(2012/7/24 修正・追記しました)
さて、さっそく期待のkoboを使ってみた。
表現についてのレビューは、コンセント伝わるしくみ室シツチョーのレビューを参照ください:
koboが会社にとどきましたよ|サストコ
http://sustoco.concentinc.jp/from-editors/2012/07/kobo-first-impression/
UIのレビューは、以前もやったので、ここではIA観点からのレビュー。
Kindleのユーザー体験|underconcept
http://www.underconcept.com/blog/archives/415
koboの功績の一つは、日本においておそらくはじめてちゃんと読みたいコンテンツを当初から用意したこと。つまり、つまり書店で平積みされている小説やマンガがオフィシャルコンテンツとしてある。
これまでのこういったデバイスやプラットフォームはそういった王道ものが扱えなかったので、わざわざ「電子書籍マンガジャンル」を開拓する必要があった。
まあ、読みたいものを読む方法として、自炊とかやり方はいろいろあったけど、8,000円のデバイスで、アカウント登録すればコンテンツをデバイスからさくさく買えるのはありがたい。
(関係ないが、CMのトーンや、デバイスのアイコン等、Apple感の演出をかなり誠実にやっているのも、興味深い。そして、CMとしてもわりと成立していると思う。)
リリース当初からリアルタイムでマンガ等もラインナップが充実している気がする。
たしかリリースのタイミングでは数冊しかマンガがなかった気がしたんだけど。
で、早速「主に泣いてます」1〜5とか買ってみたりしたのだが、このマンガの巻数の扱いがデバイス内でされていないことが大きな課題といえる。
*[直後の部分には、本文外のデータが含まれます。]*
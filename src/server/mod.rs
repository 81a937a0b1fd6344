//! HTTP surface using axum.
//!
//! Endpoints:
//! - GET  /health                        - liveness plus backend name
//! - GET  /models                        - catalog of built artifacts
//! - GET  /models/:filename              - artifact bytes
//! - GET  /models/:task/normalization    - exported normalization params
//! - POST /models/build                  - train and export every task
//! - POST /inference                     - run a stored artifact
//! - GET  /runs                          - tracking of the latest build per task
//! - POST /api/v1/gait/injury-risk       - rule-based injury risk
//! - POST /api/v1/performance/forecast   - rule-based race forecast
//! - POST /api/v1/training/load          - rule-based training load

mod error;

pub use error::ApiError;

use std::sync::{Arc, Mutex, PoisonError};

use axum::extract::{Path, State};
use axum::http::{header, StatusCode};
use axum::response::{IntoResponse, Response};
use axum::routing::{get, post};
use axum::{Json, Router};
use serde::{Deserialize, Serialize};
use serde_json::json;
use tower_http::cors::CorsLayer;
use tracing::info;

use crate::backend::BackendCapability;
use crate::config::Config;
use crate::inference::InferenceEngine;
use crate::interpret::{interpret, Interpretation};
use crate::normalization::NormalizationParams;
use crate::pipeline::{BuildPipeline, BuildStatus, BuildSummary};
use crate::rules::{
    self, GaitAnalysisRequest, InjuryRiskResponse, PerformanceForecast, TrainingLoadRequest,
    TrainingLoadResponse,
};
use crate::store::{ArtifactStore, CatalogEntry};
use crate::task::Task;
use crate::tracking::{RunStore, RunSummary};
use crate::{Error, Result};

/// Process-wide state shared by all handlers.
///
/// The store starts out empty and is only populated by builds.
#[derive(Clone)]
pub struct AppState {
    config: Arc<Config>,
    store: Arc<ArtifactStore>,
    capability: BackendCapability,
    runs: Arc<Mutex<RunStore>>,
}

impl AppState {
    /// Open the configured store and resolve the backend.
    ///
    /// # Errors
    ///
    /// Returns an IO error if the models directory cannot be created.
    pub fn new(config: Config) -> Result<Self> {
        let capability = BackendCapability::detect(config.backend);
        Self::with_capability(config, capability)
    }

    /// Like [`AppState::new`] with an explicit backend capability.
    ///
    /// # Errors
    ///
    /// Returns an IO error if the models directory cannot be created.
    pub fn with_capability(config: Config, capability: BackendCapability) -> Result<Self> {
        let store = ArtifactStore::open(&config.models_dir)?;
        Ok(Self {
            config: Arc::new(config),
            store: Arc::new(store),
            capability,
            runs: Arc::new(Mutex::new(RunStore::new())),
        })
    }

    /// The artifact store.
    #[must_use]
    pub fn store(&self) -> &ArtifactStore {
        &self.store
    }
}

/// Build the router with all endpoints.
pub fn router(state: AppState) -> Router {
    Router::new()
        .route("/health", get(health))
        .route("/models", get(list_models))
        .route(
            "/models/build",
            post(build_models).fallback(build_is_not_a_model),
        )
        .route("/models/:filename", get(download_model))
        .route("/models/:task/normalization", get(normalization))
        .route("/inference", post(inference))
        .route("/runs", get(runs))
        .route("/api/v1/gait/injury-risk", post(gait_injury_risk))
        .route("/api/v1/performance/forecast", post(performance_forecast))
        .route("/api/v1/training/load", post(training_load))
        .layer(CorsLayer::permissive())
        .with_state(state)
}

/// Bind `config.bind_addr()` and serve until the process stops.
///
/// # Errors
///
/// Returns an IO error if the store cannot be opened or the address cannot
/// be bound.
pub async fn serve(config: Config) -> Result<()> {
    let addr = config.bind_addr();
    let state = AppState::new(config)?;
    let listener = tokio::net::TcpListener::bind(&addr).await?;
    info!(addr = %addr, backend = state.capability.name(), "Listening");
    axum::serve(listener, router(state)).await?;
    Ok(())
}

// ── Request / Response types ────────────────────────────────────────

/// Liveness response.
#[derive(Debug, Serialize, Deserialize)]
pub struct HealthResponse {
    /// Always `healthy`
    pub status: String,
    /// Crate version
    pub version: String,
    /// Resolved backend name
    pub backend: String,
}

/// Inference request.
#[derive(Debug, Serialize, Deserialize)]
pub struct InferenceRequest {
    /// Task name
    pub model: String,
    /// Raw feature vector in model input order
    pub features: Vec<f32>,
}

/// Inference response.
#[derive(Debug, Serialize, Deserialize)]
pub struct InferenceResponse {
    /// Task name
    pub model: String,
    /// Raw (dequantized) model output
    pub prediction: Vec<f32>,
    /// Domain view of the prediction
    pub interpretation: Interpretation,
}

// ── Handlers ────────────────────────────────────────────────────────

async fn health(State(state): State<AppState>) -> Json<HealthResponse> {
    Json(HealthResponse {
        status: "healthy".to_string(),
        version: env!("CARGO_PKG_VERSION").to_string(),
        backend: state.capability.name().to_string(),
    })
}

async fn list_models(
    State(state): State<AppState>,
) -> std::result::Result<Json<Vec<CatalogEntry>>, ApiError> {
    Ok(Json(state.store.catalog()?))
}

async fn download_model(
    State(state): State<AppState>,
    Path(filename): Path<String>,
) -> std::result::Result<Response, ApiError> {
    let bytes = state.store.download(&filename)?;
    Ok((
        [(header::CONTENT_TYPE, "application/octet-stream")],
        bytes,
    )
        .into_response())
}

async fn normalization(
    State(state): State<AppState>,
    Path(task): Path<String>,
) -> std::result::Result<Json<NormalizationParams>, ApiError> {
    let task: Task = task.parse()?;
    Ok(Json(state.store.read_normalization(task)?))
}

async fn build_models(State(state): State<AppState>) -> std::result::Result<Response, ApiError> {
    state.capability.backend()?;

    let summary = tokio::task::spawn_blocking(move || -> Result<BuildSummary> {
        let backend = state.capability.backend()?;
        Ok(BuildPipeline::new(&state.config, &state.store, backend, &state.runs).build_all())
    })
    .await
    .map_err(|e| Error::Other(format!("build task did not complete: {e}")))??;

    info!(
        status = ?summary.status,
        total_kb = summary.total_kb(),
        "Build finished"
    );
    if summary.status == BuildStatus::Failed {
        let body = json!({
            "error": "every task failed to build",
            "errors": summary.errors,
        });
        return Ok((StatusCode::INTERNAL_SERVER_ERROR, Json(body)).into_response());
    }
    Ok(Json(summary).into_response())
}

/// Non-POST requests to `/models/build` are treated as a lookup of a model
/// file called `build`, which never exists.
async fn build_is_not_a_model() -> ApiError {
    ApiError(Error::NotFound("model file 'build'".to_string()))
}

async fn inference(
    State(state): State<AppState>,
    Json(req): Json<InferenceRequest>,
) -> std::result::Result<Json<InferenceResponse>, ApiError> {
    let response = tokio::task::spawn_blocking(move || -> Result<InferenceResponse> {
        let engine = InferenceEngine::new(&state.store, &state.capability);
        let (task, prediction) = engine.predict_named(&req.model, &req.features)?;
        let interpretation = interpret(task, &prediction)?;
        Ok(InferenceResponse {
            model: task.name().to_string(),
            prediction,
            interpretation,
        })
    })
    .await
    .map_err(|e| Error::Other(format!("inference task did not complete: {e}")))??;
    Ok(Json(response))
}

async fn runs(State(state): State<AppState>) -> Json<Vec<RunSummary>> {
    let runs = state.runs.lock().unwrap_or_else(PoisonError::into_inner);
    Json(runs.latest_summaries())
}

async fn gait_injury_risk(Json(req): Json<GaitAnalysisRequest>) -> Json<InjuryRiskResponse> {
    Json(rules::injury_risk(&req))
}

async fn performance_forecast(
    Json(req): Json<TrainingLoadRequest>,
) -> std::result::Result<Json<PerformanceForecast>, ApiError> {
    Ok(Json(rules::forecast(&req)?))
}

async fn training_load(
    Json(req): Json<TrainingLoadRequest>,
) -> std::result::Result<Json<TrainingLoadResponse>, ApiError> {
    Ok(Json(rules::training_load(&req)?))
}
つまり、一巻一巻が独立したものとして扱われているので、
- 買うとき
- 読むとき
- 読み終えて、次が読みたいと思ったとき
- まとめて買おうと思って、3巻買って、次4巻、と思ったとき
にことごとく、巻数に関しての情報がゼロリセットされてしまう。
1.買うとき
まず、何巻まで自分で持っているかわからない、というようなコンテクスチュアルな問題はさておき、書籍の一覧表示で巻数が表示されないという致命的な欠点がある。
一覧では、書名+サムネイル(白黒)が表示されているのだが、書名には、「宇宙兄弟 -小山宙哉」しか書かれておらず、肝心の巻数が表記されていないのだ。テルマエ・ロマエは書名に巻数が入っているのだが、ここは標準での巻数表記+巻数ごとのグルーピング+巻数順表示はデフォルトでやってもらいたい。
2.読むとき
読むときもしかり、マンガは巻数の区分は物理的制約でしかないわけで、むしろつなげてくれてもかまわないのだが、自分の書棚にしてもそういったグルーピングはサポートされていない。
なので、「ライブラリ」カテゴリに同じマンガの似たような表紙が並ぶことになる(リスト表示だと巻数がわからないから、なおさらサムネイルモードになって、一画面あたりの表示件数が減る)。
3.読み終えて、次が読みたいと思ったとき
前述したように、巻数は物理的に販売単位を分けねばならないレガシー仕様なわけなので、読むときくらいは続けて読みたい。→続けて読めました
持ってなかったら1クリックで買えるようにするとか、読み終えた次巻をそのタイミングで買えばディスカウントされるとか、やりようはいくらでもある。
(追記)マンガについて、連続して読む機能があったことが判明。4巻が終わると自動で5巻が始まる。が、そのことを知らなかったのでほぼおわりまでいったと思った時点で自分でホームに戻って、次巻を選んでしまっていた。
4.まとめて買おうと思って、3巻買って、次4巻、と思ったとき
このまとめ買いができないのは大きな欠点。仕様的に難しいのは理解できるが、ユーザー文脈的には最も必要かもしれない。
まあ、現段階では書籍の単価も高いので、kobo専用で(koboにはデスクトップバージョンがあるのだが、現段階では読む機能は使えない)、この価格でまとめ買いする?というのはあるが、長期的に見たとき、このまとめ買いがないと連作ものはつらいと思う。
あと、今回試しに「主に泣いてます」1〜5巻を買ってみたが、基本的に買うプロセスではクリックだけで買えるので、手順さえ改善すればよくなると思うのだが、確認メールが購入単位でばらばらに来るのはいただけない。一定時間で買った分をまとめてメール送付等はしてほしい。
番外編.おすすめのUIセッティング
全然IAではないが、デフォルトのセッティングから、「画面右端は次ページ、左側は前ページ」というページ進行方向とは逆向きのセッティングにしたほうが読むときには便利。右手でデバイスを持って、親指で次ページに持って行ける。「右を押して左に進む」のが気持ち悪く感じるかもしれないが、使っていると気にならなくなる。